DOI: 10.1002/alz.083267 ISSN: 1552-5260

Biomarker changes and their relationships to clinical efficacy outcomes in Alzheimer’s disease

Katherine Dawson
  • Psychiatry and Mental health
  • Cellular and Molecular Neuroscience
  • Geriatrics and Gerontology
  • Neurology (clinical)
  • Developmental Neuroscience
  • Health Policy
  • Epidemiology



Biological and clinical evidence points to Alzheimer’s disease (AD) as an amyloid‐beta (Aβ)–driven tauopathy, with Aβ and tau remaining high‐priority targets for therapeutic development. Alterations of fluid and imaging biomarkers are key indicators of underlying Aβ and tau pathological changes in the brain during AD and are important for evaluating investigational agents and assessing clinical effects efficiently (e.g., via shorter trials with fewer participants).
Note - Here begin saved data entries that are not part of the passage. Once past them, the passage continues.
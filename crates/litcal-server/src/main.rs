//! litcal server binary.
//!
//! Reads `config.toml` (or the path specified with `--config`) layered under
//! `LITCAL_*` environment variables, opens the SQLite store, and serves the
//! JSON API and the digest trigger over HTTP.
//!
//! # One-shot digest
//!
//! To run the digest routine once from a system crontab instead of over
//! HTTP:
//!
//! ```
//! litcal-server --config /etc/litcal/config.toml --send-daily
//! ```

use std::{
  path::{Path, PathBuf},
  sync::Arc,
};

use anyhow::Context as _;
use clap::Parser;
use litcal_digest::Dispatcher;
use litcal_server::{AppState, ServerConfig};
use litcal_store_sqlite::SqliteStore;
use tokio::net::TcpListener;
use tracing::level_filters::LevelFilter;
use tracing_subscriber::EnvFilter;

#[derive(Parser)]
#[command(author, version, about = "Literary calendar server")]
struct Cli {
  /// Path to the TOML configuration file.
  #[arg(short, long, default_value = "config.toml")]
  config: PathBuf,

  /// Run the daily digest once, print its output and exit.
  #[arg(long)]
  send_daily: bool,
}

#[tokio::main]
async fn main() -> anyhow::Result<()> {
  // Initialise tracing.
  tracing_subscriber::fmt()
    .with_env_filter(
      EnvFilter::builder()
        .with_default_directive(LevelFilter::INFO.into())
        .from_env_lossy(),
    )
    .init();

  let cli = Cli::parse();

  // Load configuration.
  let settings = config::Config::builder()
    .add_source(config::File::from(cli.config).required(false))
    .add_source(
      config::Environment::with_prefix("LITCAL")
        .prefix_separator("_")
        .separator("__"),
    )
    .build()
    .context("failed to read config file")?;

  let mut server_cfg: ServerConfig = settings
    .try_deserialize()
    .context("failed to deserialise ServerConfig")?;

  // The scheduler-facing secret is conventionally provided as CRON_SECRET.
  if server_cfg.cron_secret.is_none() {
    server_cfg.cron_secret = std::env::var("CRON_SECRET").ok();
  }

  let timezone = server_cfg.timezone().context("invalid `timezone` setting")?;
  let runner   = server_cfg.digest.runner();
  let dispatcher = Dispatcher::new(runner, server_cfg.dispatch_config());

  if !dispatcher.requires_secret() {
    tracing::warn!("no cron secret configured; /api/send-daily is open to anyone");
  }

  // Helper mode: run the digest once and exit.
  if cli.send_daily {
    let report = dispatcher
      .dispatch()
      .await
      .context("daily digest failed")?;
    print!("{}", report.output);
    return Ok(());
  }

  // Expand `~` in store path.
  let store_path = expand_tilde(&server_cfg.store_path);

  // Open SQLite store.
  let store = SqliteStore::open(&store_path)
    .await
    .with_context(|| format!("failed to open store at {store_path:?}"))?;

  let state = AppState {
    store: Arc::new(store),
    dispatcher: Arc::new(dispatcher),
    timezone,
  };

  let app = litcal_server::router(state);
  let address = format!("{}:{}", server_cfg.host, server_cfg.port);

  tracing::info!(%timezone, "Listening on http://{address}");
  let listener = TcpListener::bind(&address)
    .await
    .with_context(|| format!("failed to bind {address}"))?;

  axum::serve(listener, app).await.context("server error")?;

  Ok(())
}

/// Expand a leading `~` to the user's home directory.
fn expand_tilde(path: &Path) -> PathBuf {
  let s = path.to_string_lossy();
  if let Some(rest) = s.strip_prefix("~/")
    && let Ok(home) = std::env::var("HOME")
  {
    return PathBuf::from(home).join(rest);
  }
  path.to_path_buf()
}
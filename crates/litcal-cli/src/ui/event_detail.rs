//! Event detail pane — right panel.

use litcal_core::{event::Event, reference::Reference};
use ratatui::{
  Frame,
  layout::Rect,
  style::{Color, Modifier, Style},
  text::{Line, Span},
  widgets::{Block, Borders, Paragraph, Wrap},
};

use crate::app::App;

/// Render the detail pane into `area`. Assumes an event is selected.
pub fn draw(f: &mut Frame, area: Rect, app: &App) {
  let Some(event) = &app.selected else {
    return;
  };

  let block = Block::default()
    .title(format!(" #{} ", event.id))
    .borders(Borders::ALL)
    .border_style(Style::default().fg(Color::DarkGray));

  let inner = block.inner(area);
  f.render_widget(block, area);

  let para = Paragraph::new(lines(event, &app.references))
    .wrap(Wrap { trim: false })
    .scroll((app.detail_scroll as u16, 0));
  f.render_widget(para, inner);
}

fn field<'a>(label: &'a str, value: String) -> Line<'a> {
  Line::from(vec![
    Span::styled(
      format!("{label:<10}"),
      Style::default()
        .fg(Color::Cyan)
        .add_modifier(Modifier::BOLD),
    ),
    Span::raw(value),
  ])
}

fn lines<'a>(event: &'a Event, references: &'a [Reference]) -> Vec<Line<'a>> {
  let mut lines = vec![
    Line::from(Span::styled(
      event.title.as_str(),
      Style::default().add_modifier(Modifier::BOLD),
    )),
    Line::from(""),
    field("date", event.date().to_string()),
  ];
  if let Some(year) = event.year {
    lines.push(field("year", year.to_string()));
  }
  lines.push(field("type", event.event_type.clone()));
  lines.push(field(
    "created",
    event.created_at.format("%Y-%m-%d %H:%M").to_string(),
  ));

  if let Some(description) = &event.description {
    lines.push(Line::from(""));
    lines.extend(description.lines().map(Line::from));
  }

  lines.push(Line::from(""));
  lines.push(Line::from(Span::styled(
    format!("References ({})", references.len()),
    Style::default()
      .fg(Color::Cyan)
      .add_modifier(Modifier::BOLD),
  )));

  if references.is_empty() {
    lines.push(Line::from(Span::styled(
      "  none",
      Style::default().fg(Color::DarkGray),
    )));
  }

  for r in references {
    let mut spans = vec![
      Span::styled(
        format!("  {:<10}", r.reference_type),
        Style::default().fg(Color::Yellow),
      ),
      Span::raw(r.reference_name.as_str()),
    ];
    if let Some(slug) = &r.reference_slug {
      spans.push(Span::styled(
        format!("  /{slug}"),
        Style::default().fg(Color::DarkGray),
      ));
    }
    if r.priority != 0 {
      spans.push(Span::styled(
        format!("  p{}", r.priority),
        Style::default().fg(Color::DarkGray),
      ));
    }
    lines.push(Line::from(spans));
  }

  lines
}
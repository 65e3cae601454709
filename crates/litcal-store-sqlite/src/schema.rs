//! SQL schema for the calendar SQLite store.
//!
//! Executed once at connection startup. Future migrations will be gated on
//! `PRAGMA user_version`.

/// Full schema DDL; idempotent thanks to `CREATE TABLE IF NOT EXISTS`.
pub const SCHEMA: &str = "
PRAGMA journal_mode = WAL;
PRAGMA foreign_keys = ON;

-- AUTOINCREMENT guarantees ids are never reused, even after the row with
-- the highest id has been deleted.
CREATE TABLE IF NOT EXISTS events (
    id          INTEGER PRIMARY KEY AUTOINCREMENT,
    month       INTEGER NOT NULL CHECK (month BETWEEN 1 AND 12),
    day         INTEGER NOT NULL CHECK (day BETWEEN 1 AND 31),
    year        INTEGER,          -- NULL for a recurring date with no year
    event_type  TEXT NOT NULL,
    title       TEXT NOT NULL,
    description TEXT,
    created_at  TEXT NOT NULL     -- ISO 8601 UTC; server-assigned
);

CREATE TABLE IF NOT EXISTS event_references (
    id             INTEGER PRIMARY KEY AUTOINCREMENT,
    event_id       INTEGER NOT NULL REFERENCES events(id) ON DELETE CASCADE,
    reference_type TEXT NOT NULL,   -- 'author' | 'book' | 'tag' | 'article' ...
    reference_name TEXT NOT NULL,
    reference_uuid TEXT,
    reference_slug TEXT,
    priority       INTEGER NOT NULL DEFAULT 0,
    metadata       TEXT            -- JSON object or NULL
);

CREATE INDEX IF NOT EXISTS events_date_idx      ON events(month, day);
CREATE INDEX IF NOT EXISTS references_event_idx ON event_references(event_id);
CREATE INDEX IF NOT EXISTS references_type_idx  ON event_references(reference_type);

PRAGMA user_version = 1;
";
Anti‐Aβ monoclonal antibodies (mAb) and anti‐extracellular tau antibodies, as well as antisense oligonucleotides (ASO) that target intracellular tau, have been evaluated across multiple clinical studies. Outcome measures were broadly consistent across trials and assessed both clinical efficacy and longitudinal effects on fluid and imaging biomarkers of disease (e.g., those detected via cerebrospinal fluid [CSF], plasma, and imaging (positron emission tomography [PET]).


The results presented here show that anti‐Aβ mAb treatment reduced amyloid and tau PET standardized uptake value ratios across multiple brain regions and also impacted CSF Aβ1‐42, CSF phosphorylated tau (p‐tau), total tau (t‐tau), and plasma p‐tau181 biomarkers of disease in a dose‐dependent manner. Relevant biomarker changes generally correlated with positive clinical effects across multiple clinical efficacy scales. Anti‐tau antibody treatment demonstrated robust extracellular tau engagement in CSF but did not show clinical efficacy or any corresponding effect on tau pathology as assessed by PET. A Phase 1b trial evaluating an ASO targeting intracellular tau demonstrated a reduction in CSF t‐tau in a dose‐dependent manner; at the end of a long‐term extension study, this ASO also reduced tau burden as assessed by PET in all brain regions examined.


Results across therapeutic targets and modalities suggest that, with disease modification, relevant changes that occur in proximal and distal fluid and imaging biomarkers are linked to clinical effects. Lessons from the anti‐tau mAb study indicate that these relationships are still maintained even where, without a clinical effect, changes in AD biomarkers are not observed. Ongoing clinical trials will continue to expand our understanding of biomarker changes in AD, the contribution of amyloid and tau to disease pathology, and the temporal dynamics of biomarker changes, and their relationships to clinical efficacy outcomes.